### Assigned task
Your task is to find every line in the records that holds the string "reason" and copy it.

Dataset entries:
══════════════════════════════
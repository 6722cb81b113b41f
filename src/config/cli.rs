//! CLI argument parsing using clap.
//!
//! Defines the command-line interface with all options and subcommands.

use std::path::PathBuf;

use clap::{Parser, Subcommand};

use super::defaults;

/// hook-pacer: paced webhook message dispatcher
///
/// Posts messages to a webhook at a steady pace, waits out rate limits,
/// and stops cleanly on Ctrl+C. Without a subcommand, runs a send.
#[derive(Debug, Parser)]
#[command(name = "hook-pacer")]
#[command(version, about, long_about = None)]
pub struct Cli {
    /// Subcommand to run
    #[command(subcommand)]
    pub command: Option<Command>,

    /// Webhook URL (https://discord.com/api/...)
    #[arg(long, global = true)]
    pub url: Option<String>,

    /// Message to send (can be specified multiple times)
    #[arg(long = "message", short = 'm', value_name = "TEXT")]
    pub messages: Vec<String>,

    /// File with one message per line (blank lines are skipped)
    #[arg(long = "messages-file", value_name = "PATH")]
    pub messages_file: Option<PathBuf>,

    /// Number of messages to send
    #[arg(long, short = 'n')]
    pub count: Option<u64>,

    /// Delay between messages in seconds (fractions allowed)
    #[arg(long, value_name = "SECONDS")]
    pub delay: Option<f64>,

    /// Pick a random message for every send instead of cycling in order
    #[arg(long)]
    pub random: bool,

    /// Path to configuration file
    #[arg(long, short, global = true)]
    pub config: Option<PathBuf>,

    /// Log requests instead of sending them
    #[arg(long, global = true)]
    pub dry_run: bool,

    /// Enable verbose logging
    #[arg(long, short, global = true)]
    pub verbose: bool,
}

/// Subcommands for hook-pacer
#[derive(Debug, Subcommand)]
pub enum Command {
    /// Delete the webhook
    Delete,

    /// Generate a default configuration file
    Init {
        /// Output path for the configuration file
        #[arg(long, short, default_value = defaults::CONFIG_FILE)]
        output: PathBuf,
    },
}

impl Cli {
    /// Parses CLI arguments from the command line.
    #[must_use]
    pub fn parse_args() -> Self {
        Self::parse()
    }

    /// Parses CLI arguments from an iterator (useful for testing).
    pub fn parse_from_iter<I, T>(iter: I) -> Self
    where
        I: IntoIterator<Item = T>,
        T: Into<std::ffi::OsString> + Clone,
    {
        Self::parse_from(iter)
    }

    /// Returns true if this is the delete command.
    #[must_use]
    pub const fn is_delete(&self) -> bool {
        matches!(self.command, Some(Command::Delete))
    }
}
//! hook-pacer: paced webhook message dispatcher
//!
//! Entry point for the hook-pacer application.

use hook_pacer::config::{Cli, Command, ValidatedConfig, write_default_config};
use std::process::ExitCode;

mod app;
mod run;

use app::{exit_code, print_config_hint, setup_tracing};
use run::Mode;

/// Main entry point.
///
/// Excluded from coverage as it's the thin wrapper around testable components.
#[cfg(not(tarpaulin_include))]
fn main() -> ExitCode {
    let cli = Cli::parse_args();

    // Handle init subcommand
    if let Some(Command::Init { output }) = &cli.command {
        return handle_init(output);
    }

    // Load and validate configuration
    let config = match ValidatedConfig::load(&cli) {
        Ok(config) => config,
        Err(e) => {
            eprintln!("Configuration error: {e}");
            print_config_hint(&e);
            return exit_code::CONFIG_ERROR;
        }
    };

    let mode = if cli.is_delete() {
        Mode::Delete
    } else {
        Mode::Send
    };

    // Setup logging and run
    setup_tracing(config.verbose);
    tracing::info!("{config}");

    run_application(config, mode)
}

/// Handles the `init` subcommand.
fn handle_init(output: &std::path::Path) -> ExitCode {
    match write_default_config(output) {
        Ok(()) => {
            println!("Configuration template written to: {}", output.display());
            exit_code::SUCCESS
        }
        Err(e) => {
            eprintln!("Error: {e}");
            exit_code::CONFIG_ERROR
        }
    }
}

/// Runs the send or delete flow on a fresh runtime.
///
/// Excluded from coverage - requires async runtime.
#[cfg(not(tarpaulin_include))]
fn run_application(config: ValidatedConfig, mode: Mode) -> ExitCode {
    let runtime = match tokio::runtime::Runtime::new() {
        Ok(runtime) => runtime,
        Err(e) => {
            eprintln!("Failed to create Tokio runtime: {e}");
            return exit_code::runtime_error();
        }
    };

    match runtime.block_on(run::execute(config, mode)) {
        Ok(()) => exit_code::SUCCESS,
        Err(e) => {
            tracing::error!("Application error: {e}");
            exit_code::runtime_error()
        }
    }
}
//! TOML configuration file parsing.
//!
//! Defines the structure of the configuration file with serde.

use std::path::Path;

use serde::Deserialize;

use super::ConfigError;

/// Root configuration structure from TOML file.
///
/// All fields are optional to allow partial configuration
/// that can be merged with CLI arguments.
#[derive(Debug, Default, Deserialize)]
#[serde(deny_unknown_fields)]
pub struct TomlConfig {
    /// Webhook configuration section
    #[serde(default)]
    pub webhook: WebhookSection,

    /// Dispatch configuration section
    #[serde(default)]
    pub dispatch: DispatchSection,
}

/// Webhook configuration section.
#[derive(Debug, Default, Deserialize)]
#[serde(deny_unknown_fields)]
pub struct WebhookSection {
    /// Webhook URL
    pub url: Option<String>,
}

/// Dispatch configuration section.
#[derive(Debug, Default, Deserialize)]
#[serde(deny_unknown_fields)]
pub struct DispatchSection {
    /// Messages to send
    #[serde(default)]
    pub messages: Vec<String>,

    /// File with one message per line
    pub messages_file: Option<String>,

    /// Number of messages per run
    pub count: Option<u64>,

    /// Delay between messages in seconds
    pub delay: Option<f64>,

    /// Pick messages at random instead of cycling in order
    #[serde(default)]
    pub random_order: bool,

    /// Pause after a rate-limited response, in seconds
    pub rate_limit_cooldown: Option<f64>,
}

impl TomlConfig {
    /// Loads configuration from a TOML file.
    ///
    /// # Errors
    ///
    /// Returns an error if the file cannot be read or parsed.
    pub fn load(path: &Path) -> Result<Self, ConfigError> {
        let content = std::fs::read_to_string(path).map_err(|e| ConfigError::FileRead {
            path: path.to_path_buf(),
            source: e,
        })?;

        Self::parse(&content)
    }

    /// Parses configuration from a TOML string.
    ///
    /// # Errors
    ///
    /// Returns an error if the TOML is invalid.
    pub fn parse(content: &str) -> Result<Self, ConfigError> {
        toml::from_str(content).map_err(ConfigError::from)
    }
}

/// Generates a default configuration file with comments.
#[must_use]
pub fn default_config_template() -> String {
    r#"# hook-pacer configuration file

[webhook]
# Webhook URL (required, must start with https://discord.com/api/)
# url = "https://discord.com/api/webhooks/<id>/<token>"

[dispatch]
# Messages to send, cycled in order unless random_order is set
# Note: --message / --messages-file on the CLI REPLACE these entirely
# messages = ["first message", "second message"]

# File with one message per line (blank lines are skipped, ~ is expanded)
# messages_file = "~/messages.txt"

# Number of messages per run (default: 50)
count = 50

# Delay between messages in seconds (default: 0.75)
delay = 0.75

# Pick a random message for every send
# random_order = false

# Pause after the webhook answers 429, in seconds (default: 3)
# rate_limit_cooldown = 3
"#
    .to_string()
}
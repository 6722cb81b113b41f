//! HTTP request/response types and client trait.

use super::HttpError;

/// An HTTP request to be sent to a webhook.
///
/// This is a value type that can be constructed and passed to any
/// [`HttpClient`] implementation. It uses standard `http` crate types
/// for method and headers.
#[derive(Debug, Clone)]
pub struct HttpRequest {
    /// HTTP method (POST for deliveries, DELETE for removal)
    pub method: http::Method,
    /// Target URL
    pub url: url::Url,
    /// HTTP headers to send
    pub headers: http::HeaderMap,
    /// Optional request body
    pub body: Option<Vec<u8>>,
}

impl HttpRequest {
    /// Creates a new HTTP request with the given method and URL.
    ///
    /// Headers are initialized to an empty map and body is `None`.
    #[must_use]
    pub fn new(method: http::Method, url: url::Url) -> Self {
        Self {
            method,
            url,
            headers: http::HeaderMap::new(),
            body: None,
        }
    }

    /// Creates a POST request to the given URL.
    #[must_use]
    pub fn post(url: url::Url) -> Self {
        Self::new(http::Method::POST, url)
    }

    /// Creates a DELETE request to the given URL.
    #[must_use]
    pub fn delete(url: url::Url) -> Self {
        Self::new(http::Method::DELETE, url)
    }

    /// Sets the request body.
    #[must_use]
    pub fn with_body(mut self, body: Vec<u8>) -> Self {
        self.body = Some(body);
        self
    }

    /// Sets a JSON body and the matching `Content-Type` header.
    #[must_use]
    pub fn with_json_body(self, body: Vec<u8>) -> Self {
        self.with_header(
            http::header::CONTENT_TYPE,
            http::HeaderValue::from_static("application/json"),
        )
        .with_body(body)
    }

    /// Adds a header to the request.
    ///
    /// If the header name already exists, the value is appended.
    #[must_use]
    pub fn with_header(mut self, name: http::HeaderName, value: http::HeaderValue) -> Self {
        self.headers.append(name, value);
        self
    }

    /// Returns the body as a UTF-8 string, if present and valid.
    #[must_use]
    pub fn body_text(&self) -> Option<&str> {
        self.body
            .as_deref()
            .and_then(|b| std::str::from_utf8(b).ok())
    }
}

/// An HTTP response received from a webhook.
///
/// The body is fully buffered into memory.
#[derive(Debug, Clone)]
pub struct HttpResponse {
    /// HTTP status code
    pub status: http::StatusCode,
    /// Response headers
    pub headers: http::HeaderMap,
    /// Response body (fully buffered)
    pub body: Vec<u8>,
}

impl HttpResponse {
    /// Creates a new HTTP response.
    #[must_use]
    pub const fn new(status: http::StatusCode, headers: http::HeaderMap, body: Vec<u8>) -> Self {
        Self {
            status,
            headers,
            body,
        }
    }

    /// Creates a response with the given status, no headers and an empty body.
    #[must_use]
    pub fn from_status(status: http::StatusCode) -> Self {
        Self::new(status, http::HeaderMap::new(), Vec::new())
    }

    /// Returns true if the status code indicates success (2xx).
    #[must_use]
    pub fn is_success(&self) -> bool {
        self.status.is_success()
    }

    /// Returns true if the server asked the caller to slow down (429).
    #[must_use]
    pub fn is_rate_limited(&self) -> bool {
        self.status == http::StatusCode::TOO_MANY_REQUESTS
    }

    /// Returns the body as a UTF-8 string, if valid.
    #[must_use]
    pub fn body_text(&self) -> Option<&str> {
        std::str::from_utf8(&self.body).ok()
    }
}

/// Trait for making HTTP requests.
///
/// # Design
///
/// This trait abstracts the HTTP client implementation, enabling:
/// - Dependency injection for testing with mock clients
/// - A dry-run client that never touches the network
/// - Swapping HTTP libraries without changing the dispatch loop
///
/// No timeout is imposed at this layer; a request that never completes
/// stalls its caller for as long as the implementation lets it.
///
/// # Example
///
/// ```ignore
/// use hook_pacer::webhook::{HttpClient, HttpRequest, HttpResponse, HttpError};
///
/// struct MockClient {
///     response: HttpResponse,
/// }
///
/// impl HttpClient for MockClient {
///     async fn request(&self, _req: HttpRequest) -> Result<HttpResponse, HttpError> {
///         Ok(self.response.clone())
///     }
/// }
/// ```
pub trait HttpClient: Send + Sync {
    /// Sends an HTTP request and returns the response.
    ///
    /// # Errors
    ///
    /// Returns [`HttpError`] when:
    /// - Network connection fails ([`HttpError::Connection`])
    /// - Request times out ([`HttpError::Timeout`])
    /// - URL is invalid ([`HttpError::InvalidUrl`])
    fn request(
        &self,
        req: HttpRequest,
    ) -> impl std::future::Future<Output = Result<HttpResponse, HttpError>> + Send;
}

impl<T: HttpClient> HttpClient for std::sync::Arc<T> {
    async fn request(&self, req: HttpRequest) -> Result<HttpResponse, HttpError> {
        (**self).request(req).await
    }
}
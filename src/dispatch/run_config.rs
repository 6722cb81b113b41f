//! Per-run configuration for the dispatch loop.

use std::fmt;
use std::time::Duration;

use url::Url;

use super::DispatchError;
use crate::webhook::is_valid_endpoint;

/// Order in which payloads are drawn from the pool.
#[derive(Debug, Clone, Copy, PartialEq, Eq, Default)]
pub enum PayloadOrder {
    /// Cycle through the pool in order, wrapping around at the end.
    #[default]
    Sequential,
    /// Draw a uniformly random payload on every attempt (repeats allowed).
    Random,
}

impl PayloadOrder {
    /// Maps a "random order" flag to an order.
    #[must_use]
    pub const fn from_random_flag(random: bool) -> Self {
        if random { Self::Random } else { Self::Sequential }
    }
}

impl fmt::Display for PayloadOrder {
    fn fmt(&self, f: &mut fmt::Formatter<'_>) -> fmt::Result {
        match self {
            Self::Sequential => write!(f, "sequential"),
            Self::Random => write!(f, "random"),
        }
    }
}

/// Immutable description of one dispatch run.
///
/// Built by the caller before the run starts and never modified while it
/// is in flight.
///
/// # Defaults
///
/// - `total_count`: 50
/// - `inter_send_delay`: 750 ms
/// - `rate_limit_cooldown`: 3 seconds
/// - `order`: sequential
///
/// # Example
///
/// ```
/// use hook_pacer::dispatch::{PayloadOrder, RunConfig};
/// use std::time::Duration;
/// use url::Url;
///
/// let config = RunConfig::new(
///     Url::parse("https://discord.com/api/webhooks/1/token").unwrap(),
///     vec!["hello".to_string(), "world".to_string()],
/// )
/// .with_total_count(10)
/// .with_inter_send_delay(Duration::from_secs(1))
/// .with_order(PayloadOrder::Random);
///
/// assert!(config.validate().is_ok());
/// ```
#[derive(Debug, Clone, PartialEq, Eq)]
pub struct RunConfig {
    /// Webhook every payload is posted to.
    pub endpoint: Url,

    /// Candidate payloads; must not be empty.
    pub payloads: Vec<String>,

    /// Number of counted attempts to make; must be at least 1.
    pub total_count: u64,

    /// Pause after each counted attempt except the last.
    pub inter_send_delay: Duration,

    /// How payloads are drawn from the pool.
    pub order: PayloadOrder,

    /// Pause after a rate-limited response, before retrying the same attempt.
    pub rate_limit_cooldown: Duration,
}

impl RunConfig {
    /// Default number of attempts per run.
    pub const DEFAULT_TOTAL_COUNT: u64 = 50;

    /// Default pacing delay (0.75 seconds).
    pub const DEFAULT_INTER_SEND_DELAY: Duration = Duration::from_millis(750);

    /// Default rate-limit cooldown (3 seconds).
    pub const DEFAULT_RATE_LIMIT_COOLDOWN: Duration = Duration::from_secs(3);

    /// Creates a run configuration with default pacing.
    #[must_use]
    pub const fn new(endpoint: Url, payloads: Vec<String>) -> Self {
        Self {
            endpoint,
            payloads,
            total_count: Self::DEFAULT_TOTAL_COUNT,
            inter_send_delay: Self::DEFAULT_INTER_SEND_DELAY,
            order: PayloadOrder::Sequential,
            rate_limit_cooldown: Self::DEFAULT_RATE_LIMIT_COOLDOWN,
        }
    }

    /// Sets the number of attempts.
    #[must_use]
    pub const fn with_total_count(mut self, total_count: u64) -> Self {
        self.total_count = total_count;
        self
    }

    /// Sets the pacing delay between attempts.
    #[must_use]
    pub const fn with_inter_send_delay(mut self, delay: Duration) -> Self {
        self.inter_send_delay = delay;
        self
    }

    /// Sets the payload order.
    #[must_use]
    pub const fn with_order(mut self, order: PayloadOrder) -> Self {
        self.order = order;
        self
    }

    /// Sets the rate-limit cooldown.
    #[must_use]
    pub const fn with_rate_limit_cooldown(mut self, cooldown: Duration) -> Self {
        self.rate_limit_cooldown = cooldown;
        self
    }

    /// Checks every precondition of a run.
    ///
    /// # Errors
    ///
    /// - [`DispatchError::InvalidEndpoint`] if the endpoint fails
    ///   [`is_valid_endpoint`]
    /// - [`DispatchError::InvalidRunConfig`] if the payload pool is empty,
    ///   `total_count` is zero, or the cooldown is zero
    pub fn validate(&self) -> Result<(), DispatchError> {
        if !is_valid_endpoint(self.endpoint.as_str()) {
            return Err(DispatchError::InvalidEndpoint(self.endpoint.to_string()));
        }

        if self.payloads.is_empty() {
            return Err(DispatchError::InvalidRunConfig(
                "payloads must contain at least one message".to_string(),
            ));
        }

        if self.total_count == 0 {
            return Err(DispatchError::InvalidRunConfig(
                "total_count must be at least 1".to_string(),
            ));
        }

        // A zero cooldown would turn a rate-limited endpoint into a busy loop.
        if self.rate_limit_cooldown.is_zero() {
            return Err(DispatchError::InvalidRunConfig(
                "rate_limit_cooldown must be greater than 0".to_string(),
            ));
        }

        Ok(())
    }
}
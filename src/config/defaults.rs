//! Default values for configuration options.
//!
//! Centralized constants to avoid magic numbers scattered across the codebase.

use std::time::Duration;

use crate::dispatch::RunConfig;

/// Default number of messages per run.
pub const COUNT: u64 = RunConfig::DEFAULT_TOTAL_COUNT;

/// Default config file written by `init`.
pub const CONFIG_FILE: &str = "hook-pacer.toml";

/// Default delay between messages as Duration.
#[must_use]
pub const fn delay() -> Duration {
    RunConfig::DEFAULT_INTER_SEND_DELAY
}

/// Default rate-limit cooldown as Duration.
#[must_use]
pub const fn rate_limit_cooldown() -> Duration {
    RunConfig::DEFAULT_RATE_LIMIT_COOLDOWN
}
use image::ImageReader;
use std::io::Cursor;

use crate::model::ImageMeta;
use crate::{Error, Result};

/// Turns downloaded image bytes into metadata.
pub trait ImageDecoder {
    fn decode(&self, url: &str, bytes: &[u8]) -> Result<ImageMeta>;
}

/// Reads dimensions from the image header and the byte size. EXIF fields are
/// left empty; plug in a richer decoder to fill them.
#[derive(Debug, Default, Clone, Copy)]
pub struct BasicImageDecoder;

impl ImageDecoder for BasicImageDecoder {
    fn decode(&self, url: &str, bytes: &[u8]) -> Result<ImageMeta> {
        let reader = ImageReader::new(Cursor::new(bytes))
            .with_guessed_format()
            .map_err(|e| Error::Decode(format!("{url}: {e}")))?;
        let (width, height) = reader
            .into_dimensions()
            .map_err(|e| Error::Decode(format!("{url}: {e}")))?;

        Ok(ImageMeta {
            width,
            height,
            file_size: bytes.len() as u64,
            ..ImageMeta::default()
        })
    }
}
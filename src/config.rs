use serde::Deserialize;
use std::fs;
use std::path::PathBuf;
use std::time::Duration;

use crate::Result;
use crate::fetcher::FailurePolicy;

#[derive(Debug, Clone, Deserialize)]
#[serde(default)]
pub struct Config {
    /// Monthly archive page; `{year}` and `{month}` (zero padded) are substituted.
    pub archive_url_template: String,
    pub start_year: i32,
    pub start_month: u32,
    pub cache_dir: PathBuf,
    pub database: PathBuf,
    pub timeout_secs: u64,
    pub user_agent: String,
    pub selectors: SelectorConfig,
    pub failure_policy: FailurePolicy,
}

/// CSS selectors used by the default extractor.
#[derive(Debug, Clone, Deserialize)]
#[serde(default)]
pub struct SelectorConfig {
    pub post_link: String,
    pub title: String,
    pub published: String,
    pub modified: String,
    pub tags: String,
    pub content: String,
}

impl Default for Config {
    fn default() -> Self {
        Self {
            archive_url_template: "http://varlamov.ru/{year}/{month}".to_string(),
            start_year: 2006,
            start_month: 1,
            cache_dir: PathBuf::from("cache"),
            database: PathBuf::from("crawler.db"),
            timeout_secs: 10,
            user_agent: concat!("blog-archive-crawler/", env!("CARGO_PKG_VERSION")).to_string(),
            selectors: SelectorConfig::default(),
            failure_policy: FailurePolicy::default(),
        }
    }
}

impl Default for SelectorConfig {
    fn default() -> Self {
        Self {
            post_link: "a.j-day-subject-link".to_string(),
            title: "h1.entry-title, .j-e-title".to_string(),
            published: "time.published, .j-e-date-published, meta[property=\"article:published_time\"]"
                .to_string(),
            modified: "time.updated, meta[property=\"article:modified_time\"]".to_string(),
            tags: "a[rel=\"tag\"]".to_string(),
            content: "#entrytext".to_string(),
        }
    }
}

impl Config {
    pub fn timeout(&self) -> Duration {
        Duration::from_secs(self.timeout_secs)
    }
}

pub fn load(path: &str) -> Result<Config> {
    let text = fs::read_to_string(path)?;
    let config: Config = serde_json::from_str(&text)?;
    Ok(config)
}
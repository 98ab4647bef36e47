//! Archive walk: monthly index pages, then posts, then their images.
//!
//! The driver keeps no state of its own. A restarted run starts from the top
//! and relies on the cache and the store to skip finished work: post pages
//! come from the cache, and images already in the store are never fetched.

use chrono::{Datelike, Local};
use std::fmt;
use std::str::FromStr;
use tracing::{Span, debug, info, warn};

use crate::blog::{Extractor, decode_html};
use crate::db::IdempotentStore;
use crate::fetcher::{FetchOptions, FetchResult, Fetcher};
use crate::image_meta::ImageDecoder;
use crate::model::{Image, PostId};
use crate::{Error, Result};

/// One monthly archive page.
#[derive(Debug, Clone, Copy, PartialEq, Eq, PartialOrd, Ord, Hash)]
pub struct Period {
    pub year: i32,
    pub month: u32,
}

impl Period {
    pub fn new(year: i32, month: u32) -> Result<Self> {
        if !(1..=12).contains(&month) {
            return Err(Error::Config(format!("month out of range: {month}")));
        }
        Ok(Self { year, month })
    }

    pub fn current() -> Self {
        let today = Local::now();
        Self {
            year: today.year(),
            month: today.month(),
        }
    }

    pub fn next(self) -> Self {
        if self.month == 12 {
            Self {
                year: self.year + 1,
                month: 1,
            }
        } else {
            Self {
                year: self.year,
                month: self.month + 1,
            }
        }
    }

    /// Every period from `self` to `end`, inclusive. Empty when `end` is earlier.
    pub fn through(self, end: Period) -> impl Iterator<Item = Period> {
        std::iter::successors(Some(self), |p| Some(p.next())).take_while(move |p| *p <= end)
    }

    pub fn archive_url(&self, template: &str) -> String {
        template
            .replace("{year}", &self.year.to_string())
            .replace("{month}", &format!("{:02}", self.month))
    }
}

impl fmt::Display for Period {
    fn fmt(&self, f: &mut fmt::Formatter<'_>) -> fmt::Result {
        write!(f, "{}-{:02}", self.year, self.month)
    }
}

impl FromStr for Period {
    type Err = Error;

    fn from_str(s: &str) -> Result<Self> {
        let invalid = || Error::Config(format!("expected YYYY-MM, got {s:?}"));
        let (year, month) = s.trim().split_once('-').ok_or_else(invalid)?;
        let year = year.parse().map_err(|_| invalid())?;
        let month = month.parse().map_err(|_| invalid())?;
        Period::new(year, month)
    }
}

/// Counters reported at the end of a run.
#[derive(Debug, Clone, Copy, Default, PartialEq, Eq)]
pub struct CrawlStats {
    pub periods: usize,
    pub posts_saved: usize,
    pub posts_failed: usize,
    pub images_saved: usize,
    pub images_skipped: usize,
    pub images_failed: usize,
}

pub struct CrawlDriver<S, E, D> {
    fetcher: Fetcher,
    store: S,
    extractor: E,
    decoder: D,
    archive_url_template: String,
    span: Span,
}

impl<S, E, D> CrawlDriver<S, E, D>
where
    S: IdempotentStore,
    E: Extractor,
    D: ImageDecoder,
{
    pub fn new(
        fetcher: Fetcher,
        store: S,
        extractor: E,
        decoder: D,
        archive_url_template: impl Into<String>,
    ) -> Self {
        Self {
            fetcher,
            store,
            extractor,
            decoder,
            archive_url_template: archive_url_template.into(),
            span: Span::current(),
        }
    }

    pub fn with_span(mut self, span: Span) -> Self {
        self.span = span;
        self
    }

    pub fn store(&self) -> &S {
        &self.store
    }

    pub fn fetcher(&self) -> &Fetcher {
        &self.fetcher
    }

    /// Walks every archive page from `start` to `end`. With `update`, index
    /// pages are fetched again even when cached; posts and images never are.
    pub async fn run(&self, start: Period, end: Period, update: bool) -> Result<CrawlStats> {
        let mut stats = CrawlStats::default();
        for period in start.through(end) {
            stats.periods += 1;
            self.crawl_period(period, update, &mut stats).await?;
        }
        self.report(&stats);
        Ok(stats)
    }

    pub async fn run_single_post(&self, post_url: &str) -> Result<CrawlStats> {
        let mut stats = CrawlStats::default();
        self.process_post(post_url, None, &mut stats).await?;
        self.report(&stats);
        Ok(stats)
    }

    /// Records the owning post, then only `image_url`.
    pub async fn run_single_image(&self, post_url: &str, image_url: &str) -> Result<CrawlStats> {
        let mut stats = CrawlStats::default();
        self.process_post(post_url, Some(image_url), &mut stats).await?;
        self.report(&stats);
        Ok(stats)
    }

    async fn crawl_period(&self, period: Period, update: bool, stats: &mut CrawlStats) -> Result<()> {
        let url = period.archive_url(&self.archive_url_template);
        info!(parent: &self.span, %period, url = %url, "archive page");

        let options = FetchOptions::document().force_refresh(update);
        let html = match self.fetcher.fetch(&url, options).await? {
            FetchResult::Success(bytes) => decode_html(&bytes),
            FetchResult::NotFoundRemote => {
                info!(parent: &self.span, %period, url = %url, "no archive page for period");
                return Ok(());
            }
            FetchResult::TransientError(reason) | FetchResult::PermanentError(reason) => {
                warn!(parent: &self.span, %period, url = %url, %reason, "archive page unavailable");
                return Ok(());
            }
        };

        let links = self.extractor.post_links(&url, &html);
        debug!(parent: &self.span, %period, posts = links.len(), "found posts");

        for post_url in &links {
            self.process_post(post_url, None, stats).await?;
        }
        Ok(())
    }

    async fn process_post(
        &self,
        url: &str,
        only_image: Option<&str>,
        stats: &mut CrawlStats,
    ) -> Result<Option<PostId>> {
        let bytes = match self.fetcher.fetch(url, FetchOptions::document()).await? {
            FetchResult::Success(bytes) => bytes,
            FetchResult::NotFoundRemote => {
                info!(parent: &self.span, url, "post not found, skipping");
                stats.posts_failed += 1;
                return Ok(None);
            }
            FetchResult::TransientError(reason) | FetchResult::PermanentError(reason) => {
                warn!(parent: &self.span, url, %reason, "post unavailable, skipping");
                stats.posts_failed += 1;
                return Ok(None);
            }
        };

        let document = match self.extractor.post(url, &decode_html(&bytes)) {
            Ok(document) => document,
            Err(e) if e.is_per_resource() => {
                warn!(parent: &self.span, url, reason = %e, "post extraction failed, skipping");
                stats.posts_failed += 1;
                return Ok(None);
            }
            Err(e) => return Err(e),
        };

        // The post row must be committed before any of its images are looked at.
        let post_id = self.store.upsert_post(&document.post)?;
        stats.posts_saved += 1;

        let images = match only_image {
            Some(image_url) => vec![image_url.to_string()],
            None => document.images,
        };
        for image_url in &images {
            self.process_image(post_id, image_url, stats).await?;
        }

        Ok(Some(post_id))
    }

    async fn process_image(&self, post_id: PostId, url: &str, stats: &mut CrawlStats) -> Result<()> {
        if self.store.image_exists(post_id, url)? {
            debug!(parent: &self.span, url, post_id, "image already recorded");
            stats.images_skipped += 1;
            return Ok(());
        }

        let bytes = match self.fetcher.fetch(url, FetchOptions::blob()).await? {
            FetchResult::Success(bytes) => bytes,
            FetchResult::NotFoundRemote => {
                info!(parent: &self.span, url, "image not found, skipping");
                stats.images_failed += 1;
                return Ok(());
            }
            FetchResult::TransientError(reason) | FetchResult::PermanentError(reason) => {
                warn!(parent: &self.span, url, %reason, "image unavailable, skipping");
                stats.images_failed += 1;
                return Ok(());
            }
        };

        let meta = match self.decoder.decode(url, &bytes) {
            Ok(meta) => meta,
            Err(e) if e.is_per_resource() => {
                warn!(parent: &self.span, url, reason = %e, "image decoding failed, skipping");
                stats.images_failed += 1;
                return Ok(());
            }
            Err(e) => return Err(e),
        };

        self.store.insert_image_if_absent(&Image {
            post_id,
            url: url.to_string(),
            meta,
        })?;
        stats.images_saved += 1;
        Ok(())
    }

    fn report(&self, stats: &CrawlStats) {
        info!(
            parent: &self.span,
            periods = stats.periods,
            posts_saved = stats.posts_saved,
            posts_failed = stats.posts_failed,
            images_saved = stats.images_saved,
            images_skipped = stats.images_skipped,
            images_failed = stats.images_failed,
            "crawl finished"
        );
    }
}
══════════════════════════════
### Answer to the problem
            FetchResult::TransientError(reason) | FetchResult::PermanentError(reason) => {
                warn!(parent: &self.span, %period, url = %url, %reason, "archive page unavailable");
            FetchResult::TransientError(reason) | FetchResult::PermanentError(reason) => {
                warn!(parent: &self.span, url, %reason, "post unavailable, skipping");
                warn!(parent: &self.span, url, reason = %e, "post extraction failed, skipping");
            FetchResult::TransientError(reason) | FetchResult::PermanentError(reason) => {
                warn!(parent: &self.span, url, %reason, "image unavailable, skipping");
                warn!(parent: &self.span, url, reason = %e, "image decoding failed, skipping");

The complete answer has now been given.